Baryła zabija policjanta i znika. Policja szuka go listami gończymi. Groźny i uzbrojony bandzior w kwietniu trafia na Śląsk. W Chorzowie ze swoją dziewczyną zaszywa się w wynajętym mieszkaniu. Zostaje zatrzymany w niecodziennych okolicznościach. W połowie maja blokiem przy ul. Wrocławskiej, w którym zaszył się „Baryła” wstrząsa eksplozja. Strażacy ewakuują mieszkańców. W jednym z mieszkań natrafiają na ciężko rannego mężczyznę. Miał rozerwany brzuch. To „Baryła”. Ranna, ale nie groźnie, jest też kobieta. Brzuch bandyty rozerwał granat, przy którym majstrował, lub bomba, którą przestępca miał budować. Mówiło się nawet, że chciał wysadzić się w powietrze. Miał nawet powiedzieć: – Wysadziłem się, bo miałem dość.
W ciężkim stanie gangster trafił na stół operacyjny. Wielogodzinny, ciężki zabieg ratuje mu życie. Po wyleczeniu Maciej B. usłyszał zarzuty i stanął przed sądem. W 2001 r. zapadł wyrok. Baryła usłyszał dożywocie. Może ubiegać się o wcześniejsze zwolnienie dopiero po odsiedzeniu 30 lat kary. Maniek trafił za kratki na 25 lat. „Baryła” siedzi w więzieniu we Wronkach.
Dwa mordy w lesie
W sierpniu 1998 r. 37-letni Sylwester W., zastrzelił pochodzącego z Kujaw przedsiębiorcę Waldemara S. Pomagali mu w tym 30-letni Robert J. i 36-letni Bogdan J., zajmujący się podejrzanymi interesami i ochroną prostytutek pracujących przy pobliskiej szosie A-2. Jedna z nich, 23-letnia Małgorzata S., zwabiła ofiarę do lasu.
To nie koniec.
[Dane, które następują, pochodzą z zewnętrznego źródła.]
// End-to-end pipeline: encode a fixture as PNG, open a session from raw
// bytes, pick through the display mapping, and check the exported PNG holds
// the exact same masked/unmasked partition as the in-memory result.

use chroma_eraser::{EraserSession, RasterImage, Rgb, Tolerance, coords, raster};

const RED: [u8; 4] = [255, 0, 0, 255];
const BLUE: [u8; 4] = [0, 0, 255, 255];

/// 8x8 red canvas with a 4x4 blue square in the middle.
fn fixture() -> RasterImage {
    let mut pixels = Vec::with_capacity(8 * 8 * 4);
    for y in 0..8u32 {
        for x in 0..8u32 {
            let inside = (2..6).contains(&x) && (2..6).contains(&y);
            pixels.extend_from_slice(if inside { &BLUE } else { &RED });
        }
    }
    RasterImage {
        width: 8,
        height: 8,
        pixels,
    }
}

#[test]
fn pick_mask_export_round_trip() {
    let png = raster::encode_png(&fixture()).unwrap();
    let mut session = EraserSession::new(&png, Tolerance::new(10)).unwrap();

    // Pick a red corner pixel; tolerance 10 keeps the blue square opaque.
    let picked = session.pick(0, 0).unwrap();
    assert_eq!(picked, Rgb { r: 255, g: 0, b: 0 });

    let exported = session.export_png().unwrap();
    let reloaded = raster::decode(&exported).unwrap();
    assert_eq!(&reloaded, session.current());

    for (i, px) in reloaded.pixels.chunks_exact(4).enumerate() {
        let (x, y) = (i as u32 % 8, i as u32 / 8);
        let inside = (2..6).contains(&x) && (2..6).contains(&y);
        if inside {
            assert_eq!(px, &BLUE, "blue square must survive at ({x}, {y})");
        } else {
            // Background: RGB kept, alpha gone.
            assert_eq!(&px[..3], &RED[..3]);
            assert_eq!(px[3], 0);
        }
    }
}

#[test]
fn reset_after_export_restores_the_decoded_source() {
    let png = raster::encode_png(&fixture()).unwrap();
    let mut session = EraserSession::new(&png, Tolerance::new(50)).unwrap();

    session.pick(7, 7).unwrap();
    let _ = session.export_png().unwrap();
    session.reset();

    assert_eq!(session.current(), &fixture());
}

#[test]
fn clicks_on_a_scaled_preview_pick_the_intended_pixel() {
    // Pretend the 8x8 fixture is shown in a 4x4 preview (a 2x shrink, as if
    // the window clamp had kicked in). A click on display (1, 1) must land
    // on image (2, 2) -- the blue square, not the red border.
    let display = (4usize, 4usize);
    let (ix, iy) = coords::display_to_image(1, 1, display, (8, 8));
    assert_eq!((ix, iy), (2, 2));

    let png = raster::encode_png(&fixture()).unwrap();
    let mut session = EraserSession::new(&png, Tolerance::new(10)).unwrap();
    let picked = session.pick(ix, iy).unwrap();
    assert_eq!(picked, Rgb { r: 0, g: 0, b: 255 });
}

#[test]
fn garbage_bytes_fail_to_open_a_session() {
    let err = EraserSession::new(b"<html>not an image</html>", Tolerance::new(20)).unwrap_err();
    assert!(matches!(err, chroma_eraser::Error::Decode(_)));
}
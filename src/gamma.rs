// sRGB <-> linear lookup tables for the preview compositor.
//
// Fully opaque and fully transparent pixels skip blending entirely; the
// tables only matter for sources that arrive with fractional alpha, where
// compositing in linear light keeps edges free of dark halos.

pub struct GammaLut {
    // sRGB(0..255) -> linear (0..1)
    to_linear: [f32; 256],
    // linear(0..1) -> sRGB(0..255), quantized to 4096 steps
    to_srgb: [u8; 4096],
}

impl GammaLut {
    /// Build both tables once at startup.
    pub fn new() -> Self {
        let mut to_linear = [0.0f32; 256];
        for (v, slot) in to_linear.iter_mut().enumerate() {
            let c = v as f32 / 255.0;
            *slot = if c <= 0.04045 {
                c / 12.92
            } else {
                ((c + 0.055) / 1.055).powf(2.4)
            };
        }

        let mut to_srgb = [0u8; 4096];
        for (i, slot) in to_srgb.iter_mut().enumerate() {
            let l = i as f32 / 4095.0;
            let s = if l <= 0.003_130_8 {
                12.92 * l
            } else {
                1.055 * l.powf(1.0 / 2.4) - 0.055
            };
            *slot = (s * 255.0).round().clamp(0.0, 255.0) as u8;
        }

        Self { to_linear, to_srgb }
    }

    #[inline]
    pub fn linear(&self, v: u8) -> f32 {
        self.to_linear[v as usize]
    }

    #[inline]
    pub fn encode(&self, l: f32) -> u8 {
        let idx = (l.clamp(0.0, 1.0) * 4095.0).round() as usize;
        self.to_srgb[idx]
    }
}

impl Default for GammaLut {
    fn default() -> Self {
        Self::new()
    }
}
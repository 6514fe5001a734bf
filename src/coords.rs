// Display-space to image-space mapping for the scaled preview.
//
// The preview window is usually smaller than the image, so a click at display
// pixel (dx, dy) does not land on image pixel (dx, dy). Off-by-scale bugs
// here are classic, which is why the mapping lives in two small pure
// functions instead of inside the event handler.

/// Pick a preview size that fits `max` while preserving aspect ratio.
///
/// Never upscales: an image smaller than the limit renders 1:1.
pub fn fit_display_size(image: (u32, u32), max: (usize, usize)) -> (usize, usize) {
    let (iw, ih) = (image.0 as f64, image.1 as f64);
    let scale = (max.0 as f64 / iw).min(max.1 as f64 / ih).min(1.0);
    let w = (iw * scale).round() as usize;
    let h = (ih * scale).round() as usize;
    (w.max(1), h.max(1))
}

/// Map a display coordinate into image pixel space:
/// `imageCoord = displayCoord * (imageDim / displayDim)`.
///
/// The result is clamped into bounds rather than rejected. The window clamps
/// the cursor to its own edges already, and rounding on the last row or
/// column can otherwise land one pixel outside the grid; rejection for truly
/// wild coordinates lives in `raster::sample`.
pub fn display_to_image(
    dx: usize,
    dy: usize,
    display: (usize, usize),
    image: (u32, u32),
) -> (u32, u32) {
    let x = (dx as f64 * image.0 as f64 / display.0.max(1) as f64) as u32;
    let y = (dy as f64 * image.1 as f64 / display.1.max(1) as f64) as u32;
    (x.min(image.0.saturating_sub(1)), y.min(image.1.saturating_sub(1)))
}

#[cfg(test)]
mod tests {
    use super::*;

    #[test]
    fn fit_keeps_small_images_at_native_size() {
        assert_eq!(fit_display_size((320, 240), (1280, 800)), (320, 240));
    }

    #[test]
    fn fit_shrinks_to_the_tighter_axis() {
        // 4000x1000 into 1280x800: width is the binding constraint.
        assert_eq!(fit_display_size((4000, 1000), (1280, 800)), (1280, 320));
        // 1000x4000: height binds.
        assert_eq!(fit_display_size((1000, 4000), (1280, 800)), (200, 800));
    }

    #[test]
    fn fit_preserves_aspect_ratio_for_typical_photos() {
        let (w, h) = fit_display_size((3000, 2000), (1280, 800));
        assert_eq!((w, h), (1200, 800));
    }

    #[test]
    fn identity_mapping_at_native_scale() {
        assert_eq!(display_to_image(0, 0, (320, 240), (320, 240)), (0, 0));
        assert_eq!(display_to_image(57, 113, (320, 240), (320, 240)), (57, 113));
        assert_eq!(
            display_to_image(319, 239, (320, 240), (320, 240)),
            (319, 239)
        );
    }

    #[test]
    fn halved_display_doubles_coordinates() {
        // 200x100 image shown at 100x50: display (30, 20) -> image (60, 40).
        assert_eq!(display_to_image(30, 20, (100, 50), (200, 100)), (60, 40));
    }

    #[test]
    fn last_display_pixel_stays_inside_the_image() {
        // At a 2x shrink the last display column maps to 198, not 200.
        assert_eq!(display_to_image(99, 49, (100, 50), (200, 100)), (198, 98));
        // Even a deliberately out-of-range display coordinate clamps.
        assert_eq!(display_to_image(100, 50, (100, 50), (200, 100)), (199, 99));
    }

    #[test]
    fn non_integer_ratios_round_down_consistently() {
        // 300-wide image in a 173-wide preview: scale = 300/173.
        let (x, _) = display_to_image(100, 0, (173, 100), (300, 100));
        assert_eq!(x, (100.0 * 300.0 / 173.0) as u32);
        assert!(x < 300);
    }
}
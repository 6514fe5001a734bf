//! Interactive chroma-key background eraser.
//!
//! Open an image, click the color you want gone, and every pixel whose RGB
//! distance to that reference falls under a tolerance threshold turns fully
//! transparent. The mask is always recomputed from the original decode, never
//! from an earlier result, so slider moves don't compound and reset is exact.
//!
//! ```no_run
//! use chroma_eraser::{EraserSession, Tolerance};
//!
//! let bytes = std::fs::read("photo.png")?;
//! let mut session = EraserSession::new(&bytes, Tolerance::new(20))?;
//! session.pick(10, 10)?; // sample the background color
//! std::fs::write("erased.png", session.export_png()?)?;
//! # Ok::<(), Box<dyn std::error::Error>>(())
//! ```

pub mod chroma;
pub mod coords;
pub mod draw;
pub mod error;
pub mod gamma;
pub mod raster;
pub mod session;
pub mod types;

pub use chroma::apply_chroma_key;
pub use error::Error;
pub use session::EraserSession;
pub use types::{RasterImage, Rgb, Tolerance};
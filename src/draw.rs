// Window + software drawing for the preview.
// Everything on screen is produced here:
// 1) The image scaled to the preview size, nearest-neighbor.
// 2) A checkerboard showing through wherever pixels are transparent.
// 3) A crosshair that follows the mouse, and a 5x7 bitmap HUD line.

use minifb::{Key, KeyRepeat, MouseButton, MouseMode, Window, WindowOptions};

use crate::coords;
use crate::error::Error;
use crate::gamma::GammaLut;
use crate::types::RasterImage;

const CHECKER_CELL: usize = 10;
const CHECKER_LIGHT: u8 = 0xC8;
const CHECKER_DARK: u8 = 0x96;
const CROSSHAIR_COLOR: u32 = 0x00_FF_CC_33;
const HUD_COLOR: u32 = 0x00_FF_FF_FF;

pub struct Preview {
    window: Window,
    width: usize,
    height: usize,
    buffer: Vec<u32>, // 0x00RRGGBB per pixel, what minifb presents
    lut: GammaLut,
    mouse_was_down: bool,
}

impl Preview {
    /// Open a window sized to the preview dimensions.
    pub fn new(title: &str, width: usize, height: usize) -> Result<Self, Error> {
        let window = Window::new(title, width, height, WindowOptions::default())
            .map_err(|e| Error::WindowInit(e.to_string()))?;
        Ok(Self {
            window,
            width,
            height,
            buffer: vec![0u32; width * height],
            lut: GammaLut::new(),
            mouse_was_down: false,
        })
    }

    pub fn is_open(&self) -> bool {
        self.window.is_open()
    }

    pub fn esc_pressed(&self) -> bool {
        self.window.is_key_down(Key::Escape)
    }

    /// Current mouse position in display pixel coordinates, clamped to the
    /// window. Mapping into image space is the caller's job via `coords`.
    pub fn mouse_pos(&self) -> Option<(usize, usize)> {
        self.window
            .get_mouse_pos(MouseMode::Clamp)
            .map(|(x, y)| (x.max(0.0) as usize, y.max(0.0) as usize))
    }

    /// True once per press of the left button. A pick is a discrete action,
    /// so the held state is edge-detected rather than reported every frame.
    pub fn left_clicked(&mut self) -> bool {
        let down = self.window.get_mouse_down(MouseButton::Left);
        let clicked = down && !self.mouse_was_down;
        self.mouse_was_down = down;
        clicked
    }

    /// +1 / -1 while Up / Down is held (with key repeat), 0 otherwise.
    pub fn tolerance_delta(&self) -> i32 {
        if self.window.is_key_pressed(Key::Up, KeyRepeat::Yes) {
            1
        } else if self.window.is_key_pressed(Key::Down, KeyRepeat::Yes) {
            -1
        } else {
            0
        }
    }

    pub fn reset_pressed(&self) -> bool {
        self.window.is_key_pressed(Key::R, KeyRepeat::No)
    }

    pub fn save_pressed(&self) -> bool {
        self.window.is_key_pressed(Key::S, KeyRepeat::No)
    }

    /// Composite `image` into the window buffer and present it.
    ///
    /// Each display pixel samples its nearest source pixel through the same
    /// mapping used for clicks, so what you point at is what you pick.
    pub fn render(&mut self, image: &RasterImage, hud: &str) -> Result<(), Error> {
        for dy in 0..self.height {
            for dx in 0..self.width {
                let (ix, iy) = coords::display_to_image(
                    dx,
                    dy,
                    (self.width, self.height),
                    (image.width, image.height),
                );
                let i = image.offset(ix, iy);
                let (r, g, b, a) = (
                    image.pixels[i],
                    image.pixels[i + 1],
                    image.pixels[i + 2],
                    image.pixels[i + 3],
                );

                let checker = if (dx / CHECKER_CELL + dy / CHECKER_CELL) % 2 == 0 {
                    CHECKER_LIGHT
                } else {
                    CHECKER_DARK
                };

                self.buffer[dy * self.width + dx] = match a {
                    255 => pack(r, g, b),
                    0 => pack(checker, checker, checker),
                    // Fractional alpha (sources with their own transparency):
                    // blend over the checker in linear light.
                    a => {
                        let t = a as f32 / 255.0;
                        let bg = self.lut.linear(checker);
                        let blend = |c: u8| {
                            self.lut
                                .encode(t * self.lut.linear(c) + (1.0 - t) * bg)
                        };
                        pack(blend(r), blend(g), blend(b))
                    }
                };
            }
        }

        if let Some((mx, my)) = self.mouse_pos() {
            draw_crosshair(
                &mut self.buffer,
                self.width,
                self.height,
                mx as i32,
                my as i32,
                12,
                CROSSHAIR_COLOR,
            );
        }
        draw_text_5x7(&mut self.buffer, self.width, self.height, 8, 8, hud, HUD_COLOR);

        self.window
            .update_with_buffer(&self.buffer, self.width, self.height)
            .map_err(|e| Error::WindowUpdate(e.to_string()))
    }
}

#[inline]
fn pack(r: u8, g: u8, b: u8) -> u32 {
    ((r as u32) << 16) | ((g as u32) << 8) | (b as u32)
}

/* ---------- Software drawing: pixels, crosshair, tiny bitmap font ---------- */

/// Put a pixel if (x, y) is inside bounds.
#[inline]
fn put_pixel(buf: &mut [u32], w: usize, h: usize, x: i32, y: i32, color: u32) {
    if x < 0 || y < 0 {
        return;
    }
    let (x, y) = (x as usize, y as usize);
    if x >= w || y >= h {
        return;
    }
    buf[y * w + x] = color;
}

/// Thin line between (x0,y0) and (x1,y1) using Bresenham.
fn draw_line(buf: &mut [u32], w: usize, h: usize, x0: i32, y0: i32, x1: i32, y1: i32, color: u32) {
    let (mut x0, mut y0, x1, y1) = (x0, y0, x1, y1);
    let dx = (x1 - x0).abs();
    let sx = if x0 < x1 { 1 } else { -1 };
    let dy = -(y1 - y0).abs();
    let sy = if y0 < y1 { 1 } else { -1 };
    let mut err = dx + dy;
    loop {
        put_pixel(buf, w, h, x0, y0, color);
        if x0 == x1 && y0 == y1 {
            break;
        }
        let e2 = 2 * err;
        if e2 >= dy {
            err += dy;
            x0 += sx;
        }
        if e2 <= dx {
            err += dx;
            y0 += sy;
        }
    }
}

/// Small crosshair centered at (cx, cy), with a gap at the center so the
/// pixel under the cursor stays visible while aiming.
pub fn draw_crosshair(buf: &mut [u32], w: usize, h: usize, cx: i32, cy: i32, size: i32, color: u32) {
    draw_line(buf, w, h, cx - size, cy, cx - 2, cy, color);
    draw_line(buf, w, h, cx + 2, cy, cx + size, cy, color);
    draw_line(buf, w, h, cx, cy - size, cx, cy - 2, color);
    draw_line(buf, w, h, cx, cy + 2, cx, cy + size, color);
    put_pixel(buf, w, h, cx, cy, color);
}

/* ---------- 5x7 bitmap font (ASCII subset the HUD needs) ---------- */

/// 5x7 glyph bitmap for a limited character set.
/// Each u8 is a row; the low 5 bits are the pixels (bit 4 = leftmost).
fn glyph5x7(ch: char) -> Option<[u8; 7]> {
    macro_rules! g { ($a:expr,$b:expr,$c:expr,$d:expr,$e:expr,$f:expr,$g:expr) => {
        Some([$a,$b,$c,$d,$e,$f,$g])
    }; }

    match ch {
        // Digits 0..9
        '0' => g!(0b01110,0b10001,0b10011,0b10101,0b11001,0b10001,0b01110),
        '1' => g!(0b00100,0b01100,0b00100,0b00100,0b00100,0b00100,0b01110),
        '2' => g!(0b01110,0b10001,0b00001,0b00010,0b00100,0b01000,0b11111),
        '3' => g!(0b11110,0b00001,0b00001,0b01110,0b00001,0b00001,0b11110),
        '4' => g!(0b00010,0b00110,0b01010,0b10010,0b11111,0b00010,0b00010),
        '5' => g!(0b11111,0b10000,0b11110,0b00001,0b00001,0b10001,0b01110),
        '6' => g!(0b00110,0b01000,0b10000,0b11110,0b10001,0b10001,0b01110),
        '7' => g!(0b11111,0b00001,0b00010,0b00100,0b01000,0b01000,0b01000),
        '8' => g!(0b01110,0b10001,0b10001,0b01110,0b10001,0b10001,0b01110),
        '9' => g!(0b01110,0b10001,0b10001,0b01111,0b00001,0b00010,0b01100),

        // Uppercase letters the HUD strings use
        'A' => g!(0b01110,0b10001,0b10001,0b11111,0b10001,0b10001,0b10001),
        'C' => g!(0b01110,0b10001,0b10000,0b10000,0b10000,0b10001,0b01110),
        'D' => g!(0b11100,0b10010,0b10001,0b10001,0b10001,0b10010,0b11100),
        'E' => g!(0b11111,0b10000,0b10000,0b11110,0b10000,0b10000,0b11111),
        'F' => g!(0b11111,0b10000,0b10000,0b11110,0b10000,0b10000,0b10000),
        'I' => g!(0b01110,0b00100,0b00100,0b00100,0b00100,0b00100,0b01110),
        'K' => g!(0b10001,0b10010,0b10100,0b11000,0b10100,0b10010,0b10001),
        'L' => g!(0b10000,0b10000,0b10000,0b10000,0b10000,0b10000,0b11111),
        'O' => g!(0b01110,0b10001,0b10001,0b10001,0b10001,0b10001,0b01110),
        'R' => g!(0b11110,0b10001,0b10001,0b11110,0b10100,0b10010,0b10001),
        'S' => g!(0b01111,0b10000,0b10000,0b01110,0b00001,0b00001,0b11110),
        'T' => g!(0b11111,0b00100,0b00100,0b00100,0b00100,0b00100,0b00100),
        'V' => g!(0b10001,0b10001,0b10001,0b10001,0b01010,0b01010,0b00100),

        // Punctuation: space, vertical bar, colon, dot
        ' ' => g!(0b00000,0b00000,0b00000,0b00000,0b00000,0b00000,0b00000),
        '|' => g!(0b00100,0b00100,0b00100,0b00100,0b00100,0b00100,0b00100),
        ':' => g!(0b00000,0b00100,0b00000,0b00000,0b00100,0b00000,0b00000),
        '.' => g!(0b00000,0b00000,0b00000,0b00000,0b00000,0b00100,0b00000),

        _ => None,
    }
}

/// Draw a single 5x7 character at (x, y) with a 1-pixel black shadow so the
/// HUD stays readable over any image.
fn draw_char_5x7(buf: &mut [u32], w: usize, h: usize, x: i32, y: i32, ch: char, color: u32) {
    if let Some(rows) = glyph5x7(ch) {
        for (ry, rowbits) in rows.iter().enumerate() {
            for rx in 0..5 {
                if (rowbits & (1 << (4 - rx))) != 0 {
                    put_pixel(buf, w, h, x + rx as i32 + 1, y + ry as i32 + 1, 0x00000000);
                }
            }
        }
        for (ry, rowbits) in rows.iter().enumerate() {
            for rx in 0..5 {
                if (rowbits & (1 << (4 - rx))) != 0 {
                    put_pixel(buf, w, h, x + rx as i32, y + ry as i32, color);
                }
            }
        }
    }
}

/// Draw a text string using 5x7 glyphs, 1 pixel of spacing between them.
pub fn draw_text_5x7(buf: &mut [u32], w: usize, h: usize, mut x: i32, y: i32, text: &str, color: u32) {
    for ch in text.chars() {
        draw_char_5x7(buf, w, h, x, y, ch, color);
        x += 6;
    }
}

#[cfg(test)]
mod tests {
    use super::*;

    #[test]
    fn hud_strings_only_use_available_glyphs() {
        let samples = [
            "CLICK A COLOR TO ERASE IT",
            "TOL: 020 | REF: 255 000 000 | R: RESET  S: SAVE",
            "SAVED",
        ];
        for s in samples {
            for ch in s.chars() {
                assert!(glyph5x7(ch).is_some(), "missing glyph for {ch:?}");
            }
        }
    }

    #[test]
    fn put_pixel_ignores_out_of_bounds_writes() {
        let mut buf = vec![0u32; 4 * 4];
        put_pixel(&mut buf, 4, 4, -1, 0, 0xFFFFFF);
        put_pixel(&mut buf, 4, 4, 0, -1, 0xFFFFFF);
        put_pixel(&mut buf, 4, 4, 4, 0, 0xFFFFFF);
        put_pixel(&mut buf, 4, 4, 0, 4, 0xFFFFFF);
        assert!(buf.iter().all(|&p| p == 0));

        put_pixel(&mut buf, 4, 4, 3, 3, 0xFFFFFF);
        assert_eq!(buf[15], 0xFFFFFF);
    }

    #[test]
    fn crosshair_leaves_a_gap_at_the_center() {
        let mut buf = vec![0u32; 32 * 32];
        draw_crosshair(&mut buf, 32, 32, 16, 16, 6, 0x00FF0000);
        // Center dot is drawn, the ring immediately next to it is not.
        assert_eq!(buf[16 * 32 + 16], 0x00FF0000);
        assert_eq!(buf[16 * 32 + 15], 0);
        assert_eq!(buf[15 * 32 + 16], 0);
        // Arm pixels are drawn.
        assert_eq!(buf[16 * 32 + 10], 0x00FF0000);
        assert_eq!(buf[10 * 32 + 16], 0x00FF0000);
    }
}
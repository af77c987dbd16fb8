use figment::providers::{Env, Format, Serialized, Yaml};
use figment::Figment;
use schemars::{schema_for, JsonSchema};
use serde::{Deserialize, Serialize};

use super::logging::LoggingConfig;
use super::metrics::MetricsConfig;
use super::store::StoreConfig;

/// Where the YAML configuration is looked up when no path is given.
pub const DEFAULT_CONFIG_PATH: &str = "./config.yaml";

/// Environment variables with this prefix override file values.
/// Nested keys are separated by `__`, e.g. `DEVREG_METRICS__NAMESPACE`.
pub const ENV_PREFIX: &str = "DEVREG_";

/// A top-level enum for versioned configurations.
#[derive(Deserialize, Serialize, JsonSchema)]
#[serde(tag = "version")]
pub enum Config {
    #[serde(rename = "1.0.0")]
    ConfigV1(ConfigV1),
}

/// Main config for v1.0.0: listener addresses, store seed, metrics and logging.
#[derive(Deserialize, Serialize, Debug, Clone, JsonSchema)]
#[serde(default)]
pub struct ConfigV1 {
    pub devices_bind_address: String,
    pub metrics_bind_address: String,
    /// Published as the `version` label of the info gauge.
    pub app_version: String,
    pub store: StoreConfig,
    pub metrics: MetricsConfig,
    pub logging: LoggingConfig,
}

impl Default for ConfigV1 {
    fn default() -> Self {
        ConfigV1 {
            devices_bind_address: "0.0.0.0:8080".to_string(),
            metrics_bind_address: "0.0.0.0:8081".to_string(),
            app_version: "2.10.5".to_string(),
            store: StoreConfig::default(),
            metrics: MetricsConfig::default(),
            logging: LoggingConfig::default(),
        }
    }
}

/// A figment holding only the built-in defaults.
pub fn defaults() -> Figment {
    Figment::from(Serialized::defaults(Config::ConfigV1(ConfigV1::default())))
}

/// Extracts the current configuration version out of a figment.
pub fn extract(figment: Figment) -> Result<ConfigV1, figment::Error> {
    match figment.extract::<Config>()? {
        Config::ConfigV1(c) => Ok(c),
    }
    // handle configuration migration between versions here when necessary
}

/// Load config from defaults, then the YAML file at `path` (if present),
/// then `DEVREG_*` environment variables.
pub fn load_config(path: &str) -> Result<ConfigV1, figment::Error> {
    extract(
        defaults()
            .merge(Yaml::file(path))
            .merge(Env::prefixed(ENV_PREFIX).split("__")),
    )
}

/// Print the JSON schema for the configuration to stdout.
pub fn print_schema() -> Result<(), serde_json::Error> {
    let schema = schema_for!(Config);
    println!("{}", serde_json::to_string_pretty(&schema)?);
    Ok(())
}
use schemars::JsonSchema;
use serde::{Deserialize, Serialize};

use crate::models::Device;

/// The device store configuration.
/// - seed_devices: the records the store holds when the process starts.
#[derive(Deserialize, Serialize, Debug, Clone, JsonSchema)]
pub struct StoreConfig {
    #[serde(default = "Device::seed")]
    pub seed_devices: Vec<Device>,
}

impl Default for StoreConfig {
    fn default() -> Self {
        StoreConfig {
            seed_devices: Device::seed(),
        }
    }
}
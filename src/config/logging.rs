use schemars::JsonSchema;
use serde::{Deserialize, Serialize};

/// LoggingConfig controls how we initialize tracing/logging.
#[derive(Deserialize, Serialize, Debug, Clone, JsonSchema)]
#[serde(default)]
pub struct LoggingConfig {
    pub level: String,  // e.g. "info", "debug", "warn"
    pub format: String, // e.g. "json", "console"
    pub service_name: String,
    pub service_version: String,
}

impl Default for LoggingConfig {
    fn default() -> Self {
        LoggingConfig {
            level: "info".to_string(),
            format: "console".to_string(),
            service_name: env!("CARGO_PKG_NAME").to_string(),
            service_version: env!("CARGO_PKG_VERSION").to_string(),
        }
    }
}
pub mod http_helpers;
pub mod logger;
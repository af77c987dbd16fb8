#![allow(dead_code)]

use std::sync::Arc;

use axum::Router;
use axum::body::{Body, to_bytes};
use axum::http::{Method, Request, Response};
use devreg::config::ConfigV1;
use devreg::models::Device;
use devreg::routes::{create_metrics_router, create_router};
use devreg::startup::build_state;
use tower::ServiceExt;

pub struct TestApp {
    pub devices: Router,
    pub metrics: Router,
}

pub async fn build_app(config: ConfigV1) -> TestApp {
    let state = build_state(Arc::new(config))
        .await
        .expect("failed to build state");

    TestApp {
        devices: create_router(state.clone()),
        metrics: create_metrics_router(state),
    }
}

pub async fn default_app() -> TestApp {
    build_app(ConfigV1::default()).await
}

pub fn request(method: Method, path: &str, body: &str) -> Request<Body> {
    Request::builder()
        .method(method)
        .uri(path)
        .body(Body::from(body.to_string()))
        .expect("failed to build request")
}

pub async fn send(app: &Router, req: Request<Body>) -> Response<Body> {
    app.clone().oneshot(req).await.expect("request should succeed")
}

pub async fn body_string(response: Response<Body>) -> String {
    let bytes = to_bytes(response.into_body(), usize::MAX)
        .await
        .expect("failed to read body");
    String::from_utf8(bytes.to_vec()).expect("body is not UTF-8")
}

pub async fn list_devices(app: &TestApp) -> Vec<Device> {
    let response = send(&app.devices, request(Method::GET, "/devices", "")).await;
    let body = body_string(response).await;
    serde_json::from_str(&body).expect("device list should be JSON")
}

pub async fn scrape(app: &TestApp) -> String {
    let response = send(&app.metrics, request(Method::GET, "/metrics", "")).await;
    body_string(response).await
}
W kwietniu 1999 r. w lesie w pobliżu Nietoperka dokonał drugiego zabójstwa. Krzysztofa S. zabójcy wywieźli do lasu koło Nietoperka. Tam Sylwester W. strzelił mu z pistoletu w brzuch, a drugim strzałem w głowę dobił go Robert M. Ofiarę zwabiła 22-letnia Anna A.
Za współudział w tych zabójstwach Robert M. skazany został na 25 lat pozbawienia wolności, a Liwiusz P. na 15 lat. Inni członkowie grupy, 30-letni Robert J. i 36-letni Bogdan J. dostali 8 i 5,5 roku.